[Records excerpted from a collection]

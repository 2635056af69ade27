//! Error types for renvel-core

use std::path::PathBuf;
use thiserror::Error;

/// Result type alias using our Error type
pub type Result<T> = std::result::Result<T, Error>;

/// Errors that can occur in renvel-core
#[derive(Debug, Error)]
pub enum Error {
    /// Failed to open a store database
    #[error("failed to open store '{path}': {source}")]
    StoreOpen {
        path: PathBuf,
        #[source]
        source: rusqlite::Error,
    },

    /// Failed to read a table from a store
    #[error("failed to read table '{table}' in '{store}': {source}")]
    TableRead {
        store: PathBuf,
        table: String,
        #[source]
        source: rusqlite::Error,
    },

    /// A named table does not exist in the store
    #[error("table '{table}' not found in '{store}'")]
    TableNotFound { store: PathBuf, table: String },

    /// No store files found in the input directory
    #[error("no store files (*.db) found in '{0}'")]
    NoStoresFound(PathBuf),

    /// The scan finished without accumulating a single record
    #[error("no records produced; check that input tables carry the required columns")]
    NoRecords,

    /// Failed to write an output sink
    #[error("failed to write output '{path}': {message}")]
    OutputWrite { path: PathBuf, message: String },

    /// Failed to read a file
    #[error("failed to read file '{path}': {source}")]
    FileRead {
        path: PathBuf,
        #[source]
        source: std::io::Error,
    },

    /// No export names could be extracted from a DEF listing
    #[error("no export names found in '{0}'")]
    NoExportsFound(PathBuf),

    /// A CSV file that cannot be loaded as a table
    #[error("failed to parse CSV '{path}': {message}")]
    CsvParse { path: PathBuf, message: String },

    /// CSV writer error
    #[error("CSV error for '{path}': {source}")]
    Csv {
        path: PathBuf,
        #[source]
        source: csv::Error,
    },

    /// Directory traversal error
    #[error("failed to traverse directory: {0}")]
    WalkDir(#[from] walkdir::Error),

    /// SQLite error without a more specific context
    #[error("SQLite error: {0}")]
    Sqlite(#[from] rusqlite::Error),

    /// IO error
    #[error("IO error: {0}")]
    Io(#[from] std::io::Error),

    /// JSON serialization error
    #[error("JSON error: {0}")]
    Json(#[from] serde_json::Error),
}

GOAL OF THE EXERCISE: Go through the entries and copy each line holding the string "renvel".

TASK ANSWER:
//! Error types for renvel-core
/// Errors that can occur in renvel-core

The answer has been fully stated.